In the semifinals, Murillo dismantled the No. 2 seed from Massachusetts in a plodding, 6-0 win. Then, he dominated in the championship bout.

“It’s been amazing,” he said. “I’ve worked hard for this. I came into the high school at 80 pounds, but now I’m up here on top of the podium at New Englands.”

He wasn’t the only one to taste success, either. Zach Bylykbashi continued his unlikely postseason rally with a 2-2 record in the 132-pound division. He rallied through the first day with an 11-4 decision and a second period pin before losing a decision to start the second day and getting eliminated just one round from a New England medal.

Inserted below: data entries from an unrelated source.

//! Build error type.

use std::path::PathBuf;

use thiserror::Error;

use crate::normalize::Convention;
use crate::token::{format_chain, Theme, TokenPath, TokenType};

/// Result alias used throughout the pipeline.
pub type Result<T> = std::result::Result<T, TokenError>;

/// Error type for every stage of the token build.
///
/// All variants are fatal: the pipeline aborts on the first one and writes
/// no artifacts. Each variant carries enough path and chain context to fix
/// the source without re-running.
///
/// # Example
///
/// ```ignore
/// match Pipeline::new(config).build() {
///     Ok(report) => println!("{report}"),
///     Err(TokenError::CyclicReference { cycle, .. }) => {
///         eprintln!("cycle through {} tokens", cycle.len() - 1);
///     }
///     Err(e) => eprintln!("{e}"),
/// }
/// ```
#[derive(Debug, Error)]
pub enum TokenError {
    /// A token entry is missing `type`/`value`, has an invalid shape,
    /// duplicates a path already defined in its theme's scope, or is a dark
    /// path with no light default.
    #[error("malformed source in {theme} at '{path}': {reason}")]
    MalformedSource {
        /// Theme of the offending document.
        theme: Theme,
        /// Dotted location within the document (may be partial).
        path: String,
        /// What is wrong with the entry.
        reason: String,
    },

    /// A reference points at a path absent from its theme's scope.
    #[error(
        "unresolved reference in {theme}: '{from}' refers to '{target}'{}",
        cross_theme_hint(.defined_in)
    )]
    UnresolvedReference {
        /// Theme being resolved.
        theme: Theme,
        /// Token holding the reference.
        from: TokenPath,
        /// Missing target path.
        target: TokenPath,
        /// Themes outside the scope that do define `target`.
        defined_in: Vec<Theme>,
    },

    /// The reference relation contains a cycle.
    #[error("cyclic reference in {theme}: {}", format_chain(.cycle))]
    CyclicReference {
        /// Theme being resolved.
        theme: Theme,
        /// Ordered cycle, first path repeated at the end.
        cycle: Vec<TokenPath>,
    },

    /// The terminal value does not match the originating token's type.
    #[error(
        "type mismatch in {theme}: '{path}' is declared {declared} but resolves to {value} (via {})",
        format_chain(.chain)
    )]
    TypeMismatch {
        /// Theme being resolved.
        theme: Theme,
        /// Declaring token.
        path: TokenPath,
        /// Declared type of `path`.
        declared: TokenType,
        /// Token holding the terminal literal.
        terminal: TokenPath,
        /// The offending terminal value, as written.
        value: String,
        /// Full resolution chain from `path` to `terminal`.
        chain: Vec<TokenPath>,
    },

    /// Two distinct paths flatten to the same identifier.
    #[error(
        "duplicate {convention} identifier '{identifier}' in {theme}: '{first}' and '{second}'"
    )]
    DuplicateKey {
        /// Theme being normalized.
        theme: Theme,
        /// Naming convention that collided.
        convention: Convention,
        /// The shared identifier.
        identifier: String,
        /// First path mapping to `identifier`.
        first: TokenPath,
        /// Second path mapping to `identifier`.
        second: TokenPath,
    },

    /// A stage finished without covering every node of its input.
    #[error("incomplete {stage} in {theme}: '{path}' has no value")]
    Incomplete {
        /// Stage that detected the gap.
        stage: &'static str,
        /// Theme being processed.
        theme: Theme,
        /// Path left without a value.
        path: TokenPath,
    },

    /// Source document is not valid JSON.
    #[error("failed to parse {}: {source}", .path.display())]
    Json {
        /// Document path.
        path: PathBuf,
        /// Underlying parse error.
        #[source]
        source: serde_json::Error,
    },

    /// File I/O error.
    #[error("I/O error on {}: {source}", .path.display())]
    Io {
        /// File being read or written.
        path: PathBuf,
        /// Underlying I/O error.
        #[source]
        source: std::io::Error,
    },

    /// Invalid configuration.
    #[error("invalid configuration: {0}")]
    Config(String),
}

/// Reason recorded for a dark path with no light counterpart.
pub(crate) const MISSING_LIGHT_DEFAULT: &str = "defined only in dark; every dark path needs a light default";

fn cross_theme_hint(defined_in: &[Theme]) -> String {
    if defined_in.is_empty() {
        return String::new();
    }
    let themes: Vec<&str> = defined_in.iter().map(|t| t.as_str()).collect();
    format!(
        " (defined only in {}; cross-theme references are not allowed)",
        themes.join(", ")
    )
}

impl TokenError {
    /// Create a malformed-source error.
    pub fn malformed(theme: Theme, path: impl Into<String>, reason: impl Into<String>) -> Self {
        Self::MalformedSource {
            theme,
            path: path.into(),
            reason: reason.into(),
        }
    }

    /// Create the error for a dark path that light never defines.
    pub fn missing_light_default(path: &TokenPath) -> Self {
        Self::malformed(Theme::Dark, path.to_string(), MISSING_LIGHT_DEFAULT)
    }

    /// Create an I/O error for `path`.
    pub fn io(path: impl Into<PathBuf>, source: std::io::Error) -> Self {
        Self::Io {
            path: path.into(),
            source,
        }
    }

    /// Short machine-friendly name of the error class.
    pub fn kind(&self) -> &'static str {
        match self {
            Self::MalformedSource { .. } => "MalformedSourceError",
            Self::UnresolvedReference { .. } => "UnresolvedReferenceError",
            Self::CyclicReference { .. } => "CyclicReferenceError",
            Self::TypeMismatch { .. } => "TypeMismatchError",
            Self::DuplicateKey { .. } => "DuplicateKeyError",
            Self::Incomplete { .. } => "IncompleteResolutionError",
            Self::Json { .. } => "JsonError",
            Self::Io { .. } => "IoError",
            Self::Config(_) => "ConfigError",
        }
    }

    /// The theme the error was raised in, if any.
    pub fn theme(&self) -> Option<Theme> {
        match self {
            Self::MalformedSource { theme, .. }
            | Self::UnresolvedReference { theme, .. }
            | Self::CyclicReference { theme, .. }
            | Self::TypeMismatch { theme, .. }
            | Self::DuplicateKey { theme, .. }
            | Self::Incomplete { theme, .. } => Some(*theme),
            Self::Json { .. } | Self::Io { .. } | Self::Config(_) => None,
        }
    }

    /// Ordered path trail relevant to the error (cycle or resolution chain).
    pub fn trail(&self) -> &[TokenPath] {
        match self {
            Self::CyclicReference { cycle, .. } => cycle,
            Self::TypeMismatch { chain, .. } => chain,
            _ => &[],
        }
    }
}

#[cfg(test)]
mod tests {
    use super::*;

    fn path(s: &str) -> TokenPath {
        TokenPath::parse(s).unwrap()
    }

    #[test]
    fn test_cycle_message() {
        let err = TokenError::CyclicReference {
            theme: Theme::Light,
            cycle: vec![path("a"), path("b"), path("a")],
        };
        assert_eq!(err.to_string(), "cyclic reference in light: a -> b -> a");
        assert_eq!(err.kind(), "CyclicReferenceError");
        assert_eq!(err.trail().len(), 3);
    }

    #[test]
    fn test_unresolved_cross_theme_hint() {
        let err = TokenError::UnresolvedReference {
            theme: Theme::Dark,
            from: path("control.bg"),
            target: path("surface.primary"),
            defined_in: vec![Theme::Light],
        };
        let msg = err.to_string();
        assert!(msg.contains("'control.bg' refers to 'surface.primary'"));
        assert!(msg.contains("defined only in light"));
    }

    #[test]
    fn test_unresolved_without_hint() {
        let err = TokenError::UnresolvedReference {
            theme: Theme::Base,
            from: path("a"),
            target: path("missing"),
            defined_in: vec![],
        };
        assert_eq!(
            err.to_string(),
            "unresolved reference in base: 'a' refers to 'missing'"
        );
    }

    #[test]
    fn test_type_mismatch_names_both_ends() {
        let err = TokenError::TypeMismatch {
            theme: Theme::Light,
            path: path("button.bg"),
            declared: TokenType::Color,
            terminal: path("spacing.4"),
            value: "4".into(),
            chain: vec![path("button.bg"), path("spacing.4")],
        };
        let msg = err.to_string();
        assert!(msg.contains("'button.bg' is declared color"));
        assert!(msg.contains("button.bg -> spacing.4"));
        assert_eq!(err.theme(), Some(Theme::Light));
    }
}
//! `tokensmith` - compile `tokens/{base,light,dark}.json` into the web
//! stylesheet and the native constant module.
//!
//! Settings come from `tokensmith.json` in the working directory when it
//! exists. Log level follows `RUST_LOG` (default `info`), written to stderr.

use std::path::Path;
use std::process::ExitCode;

use flexi_logger::{Logger, LoggerHandle};
use log::{error, info};

use tokensmith::{Config, DiagnosticOptions, Pipeline, render};

fn init_logging() -> Option<LoggerHandle> {
    Logger::try_with_env_or_str("info")
        .and_then(|logger| logger.log_to_stderr().start())
        .map_err(|err| eprintln!("failed to start logger: {err}"))
        .ok()
}

fn main() -> ExitCode {
    let _logger = init_logging();

    let config = match Config::discover(Path::new(".")) {
        Ok(config) => config,
        Err(err) => {
            error!("event=config status=failed kind={}", err.kind());
            eprintln!("{}", render(&err, &DiagnosticOptions::default()));
            return ExitCode::FAILURE;
        }
    };
    let options = config.diagnostic_options();

    match Pipeline::new(config).build() {
        Ok(report) => {
            info!("event=done status=ok");
            println!("{report}");
            ExitCode::SUCCESS
        }
        Err(err) => {
            error!("event=done status=failed kind={}", err.kind());
            eprintln!("{}", render(&err, &options));
            ExitCode::FAILURE
        }
    }
}
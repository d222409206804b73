use crate::hashing::KmerHash;

/// The base should be a prime at least as large as the alphabet (256 bytes).
pub const BASE: u64 = 257;

/// `BASE^k mod modulus`, the weight of the byte leaving the window.
pub fn top_one(k: usize, mask: u64) -> u64 {
    let mut top = 1u64;
    for _ in 0..k {
        top = top.wrapping_mul(BASE) & mask;
    }
    top
}

/// Karp-Rabin hashes of every k-byte window of `data`, in order.
///
/// Yields `(position, hash)` for positions `0..=data.len() - k`. The modulus
/// must be a power of two so reduction is a mask; all arithmetic wraps in
/// 64 bits first, which is consistent with masking since `2^64` is a multiple
/// of the modulus.
#[derive(Clone, Debug)]
pub struct RollingHash<'a> {
    data: &'a [u8],
    k: usize,
    mask: u64,
    top_one: u64,
    hash: KmerHash,
    position: usize,
}

impl<'a> RollingHash<'a> {
    /// `k` must not exceed `data.len()` and `modulus` must be a power of two.
    pub fn new(data: &'a [u8], k: usize, modulus: usize) -> Self {
        debug_assert!(modulus.is_power_of_two());
        debug_assert!(k <= data.len());
        let mask = modulus as u64 - 1;
        let hash = data[..k]
            .iter()
            .fold(0u64, |h, &b| (h.wrapping_mul(BASE).wrapping_add(u64::from(b))) & mask);
        RollingHash {
            data,
            k,
            mask,
            top_one: top_one(k, mask),
            hash,
            position: 0,
        }
    }
}

impl<'a> Iterator for RollingHash<'a> {
    type Item = (usize, KmerHash);

    #[inline]
    fn next(&mut self) -> Option<Self::Item> {
        let position = self.position;
        if position + self.k > self.data.len() {
            return None;
        }
        let current = (position, self.hash);
        self.position += 1;
        if let Some(&incoming) = self.data.get(position + self.k) {
            let outgoing = u64::from(self.data[position]);
            self.hash = self
                .hash
                .wrapping_mul(BASE)
                .wrapping_add(u64::from(incoming))
                .wrapping_sub(outgoing.wrapping_mul(self.top_one))
                & self.mask;
        }
        Some(current)
    }

    fn size_hint(&self) -> (usize, Option<usize>) {
        let remaining = (self.data.len() + 1).saturating_sub(self.position + self.k);
        (remaining, Some(remaining))
    }
}

impl<'a> ExactSizeIterator for RollingHash<'a> {}
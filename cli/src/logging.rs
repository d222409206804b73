use std::io::Write;
use std::time::Instant;

/// Send log records to stderr prefixed with the time since startup.
///
/// `verbose` lowers the default level from Warn to Info; `RUST_LOG` still
/// takes precedence when set.
pub fn init_logger(verbose: bool) {
    let start = Instant::now();
    let level = if verbose {
        log::LevelFilter::Info
    } else {
        log::LevelFilter::Warn
    };

    env_logger::Builder::new()
        .filter_level(level)
        .parse_default_env()
        .format(move |buf, record| {
            let elapsed = start.elapsed().as_secs();
            writeln!(
                buf,
                "[{:02}:{:02}:{:02}] {}: {}",
                elapsed / 3600,
                (elapsed % 3600) / 60,
                elapsed % 60,
                record.level(),
                record.args()
            )
        })
        .target(env_logger::Target::Stderr)
        .init();
}
use std::fs::File;
use std::io::{stdin, Read};
use std::ops::Deref;
use std::path::Path;

use memmap::{Mmap, MmapOptions};

use crate::bail;
use crate::errors::{KmerError, KmerResult};
use crate::format_err;
use crate::MAX_INPUT_LENGTH;

/// The whole input, resident in memory for the length of a run.
pub enum InputBuffer {
    Mapped(Mmap),
    Owned(Vec<u8>),
}

impl Deref for InputBuffer {
    type Target = [u8];

    fn deref(&self) -> &[u8] {
        match self {
            InputBuffer::Mapped(mapped) => &mapped[..],
            InputBuffer::Owned(bytes) => &bytes[..],
        }
    }
}

impl AsRef<[u8]> for InputBuffer {
    fn as_ref(&self) -> &[u8] {
        self
    }
}

fn check_length(len: usize) -> KmerResult<()> {
    if len > MAX_INPUT_LENGTH {
        return Err(KmerError::OversizedInput {
            len,
            max: MAX_INPUT_LENGTH,
        });
    }
    Ok(())
}

/// Open `filename` for counting; `-` reads all of stdin.
pub fn open_input(filename: &str) -> KmerResult<InputBuffer> {
    if filename == "-" {
        let sin = stdin();
        let locked = sin.lock();
        return read_input(locked);
    }
    let path = Path::new(filename);
    if path.is_dir() {
        bail!("{} is a directory", filename);
    }
    let file = File::open(path).map_err(|e| format_err!("unable to open file {}: {}", filename, e))?;
    let len = file.metadata()?.len();
    if len > MAX_INPUT_LENGTH as u64 {
        return Err(KmerError::OversizedInput {
            len: len as usize,
            max: MAX_INPUT_LENGTH,
        });
    }
    // mapping an empty file fails on some platforms
    if len == 0 {
        return Ok(InputBuffer::Owned(Vec::new()));
    }
    let mapped = unsafe { MmapOptions::new().map(&file)? };
    log::debug!("mapped {} bytes from {}", mapped.len(), filename);
    Ok(InputBuffer::Mapped(mapped))
}

/// Read an entire stream into memory, refusing anything over the size limit.
pub fn read_input<R: Read>(reader: R) -> KmerResult<InputBuffer> {
    let mut bytes = Vec::new();
    // one byte past the limit is enough to know it's too long
    reader
        .take(MAX_INPUT_LENGTH as u64 + 1)
        .read_to_end(&mut bytes)?;
    check_length(bytes.len())?;
    Ok(InputBuffer::Owned(bytes))
}

#[cfg(test)]
mod tests {
    use super::*;
    use std::io::{Cursor, Write};

    #[test]
    fn test_read_input() {
        let buffer = read_input(Cursor::new(b"ACGT".to_vec())).unwrap();
        assert_eq!(&buffer[..], b"ACGT");

        let buffer = read_input(Cursor::new(Vec::new())).unwrap();
        assert!(buffer.is_empty());
    }

    #[test]
    fn test_check_length() {
        assert!(check_length(MAX_INPUT_LENGTH).is_ok());
        match check_length(MAX_INPUT_LENGTH + 1) {
            Err(KmerError::OversizedInput { len, max }) => {
                assert_eq!(len, MAX_INPUT_LENGTH + 1);
                assert_eq!(max, MAX_INPUT_LENGTH);
            }
            _ => panic!("expected an oversized input error"),
        }
    }

    #[test]
    fn test_open_input() {
        let dir = std::env::temp_dir().join(format!("kmerfreq-input-{}", std::process::id()));
        std::fs::create_dir_all(&dir).unwrap();

        let full = dir.join("full.txt");
        File::create(&full).unwrap().write_all(b"GATTACA").unwrap();
        let buffer = open_input(full.to_str().unwrap()).unwrap();
        assert_eq!(buffer.as_ref(), b"GATTACA");

        let empty = dir.join("empty.txt");
        File::create(&empty).unwrap();
        let buffer = open_input(empty.to_str().unwrap()).unwrap();
        assert!(buffer.is_empty());

        assert!(open_input(dir.to_str().unwrap()).is_err());
        assert!(open_input(dir.join("missing.txt").to_str().unwrap()).is_err());

        std::fs::remove_dir_all(&dir).unwrap();
    }

    #[test]
    fn test_open_oversized_file() {
        let dir = std::env::temp_dir().join(format!("kmerfreq-large-{}", std::process::id()));
        std::fs::create_dir_all(&dir).unwrap();

        // sparse, so nothing is actually written
        let large = dir.join("large.txt");
        File::create(&large)
            .unwrap()
            .set_len(MAX_INPUT_LENGTH as u64 + 1)
            .unwrap();
        match open_input(large.to_str().unwrap()) {
            Err(KmerError::OversizedInput { len, max }) => {
                assert_eq!(len, MAX_INPUT_LENGTH + 1);
                assert_eq!(max, MAX_INPUT_LENGTH);
            }
            Err(e) => panic!("expected an oversized input error, got {}", e),
            Ok(_) => panic!("expected an oversized input error"),
        }

        std::fs::remove_dir_all(&dir).unwrap();
    }
}
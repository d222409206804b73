/// Size of the open-addressed table for a buffer of `len` bytes.
///
/// This is the smallest power of two that is at least `3 * len`, which keeps
/// the load factor at or under 1/3 even when every one of the `len - k + 1`
/// windows is a distinct k-mer. Being a power of two lets every modular
/// reduction be done with a mask of `size - 1`.
#[inline]
pub fn table_size(len: usize) -> usize {
    len.saturating_mul(3).next_power_of_two()
}
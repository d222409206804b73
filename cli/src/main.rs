use std::fs::File;
use std::io::{stdout, BufWriter, Write};

use anyhow::{Context, Result};

use crate::cli::parse_count_options;
use kmerfreq::serialization::{write_json, write_text, JSON_EXT, TEXT_EXT};
use kmerfreq::{frequent_kmers, open_input};

mod cli;
mod logging;

fn output_to<F>(output_fn: F, output: Option<&str>, extension: &str) -> Result<()>
where
    F: Fn(&mut dyn Write) -> Result<()>,
{
    match output {
        None => {
            let out = stdout();
            let mut out = BufWriter::new(out.lock());
            output_fn(&mut out)?;
        }
        Some(o) => {
            // if the filename doesn't have the right extension
            // add it on
            let filename = String::from(o);
            let out_filename = if filename.ends_with(extension) {
                filename
            } else {
                filename + extension
            };

            let out = File::create(&out_filename)
                .context(format!("unable to create '{}'", out_filename))?;
            output_fn(&mut BufWriter::new(out))?;
        }
    };
    Ok(())
}

fn run() -> Result<()> {
    let matches = cli::build_cli().get_matches();
    logging::init_logger(matches.is_present("verbose"));

    let params = parse_count_options(&matches)?;
    let filename = matches.value_of("INPUT").unwrap_or("-");
    let data = open_input(filename)?;
    log::info!("read {} bytes from {}", data.len(), filename);

    let report = frequent_kmers(&data, &params)?;

    if matches.is_present("json") {
        output_to(
            |writer| Ok(write_json(writer, &report)?),
            matches.value_of("output_file"),
            JSON_EXT,
        )?;
    } else {
        output_to(
            |writer| Ok(write_text(writer, &report)?),
            matches.value_of("output_file"),
            TEXT_EXT,
        )?;
    }

    Ok(())
}

fn main() {
    if let Err(err) = run() {
        eprintln!("Error: {:?}", err);
        std::process::exit(1);
    }
}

“It was a heartbreak for him, but he’s a stud,” said Dion. “Everybody here has been training like pit bulls for four months, and he only had two weeks to try to catch up. Two weeks before the end of the season, he was walking around in a sling. To get here and battle, to come within one point of a podium, is incredible.”

Despite having just two wrestlers at the competition, the six combined wins pushed Southington into the top 15 against 169 programs from six different states. Vermont champion Mt. Anthony scored 122.5 points with 12 wrestlers to out-score Newtown (84) and Fairfield Warde (69) for the overall team title. Southington (32) tied a trio of wrestlers from Pinkerton, N.H. to finish 14th overall.

“So much goes into this tournament. Everybody that makes it here is so good,” said Dion. “It takes just a little bit of magic and a lot of hard work.”

The competition marked the end of Bylykbashi’s decorated high school career. Now, Murillo has to consider continuing onto the 26th Annual National High School Coaches Association national tournament in Virginia Beach, Va. on March 27-29.

“I’m thinking about it, but it’s been a long season,” said the New England champion. “My body’s aching, and I just need to get some rest.”

No matter what he decides, Murillo has nothing left to prove. He will graduate as one of Southington’s 30 Class LL champions. He holds one of five Blue Knight state open titles. Southington has graduated wrestlers that have gone onto college all-American lists, but Murillo is the only one with a New England title.

“He’s been something special since he walked into our door. This is just the icing on the cake,” said Dion. “Nobody’s been a New England champion before. He gets his own banner…for now.”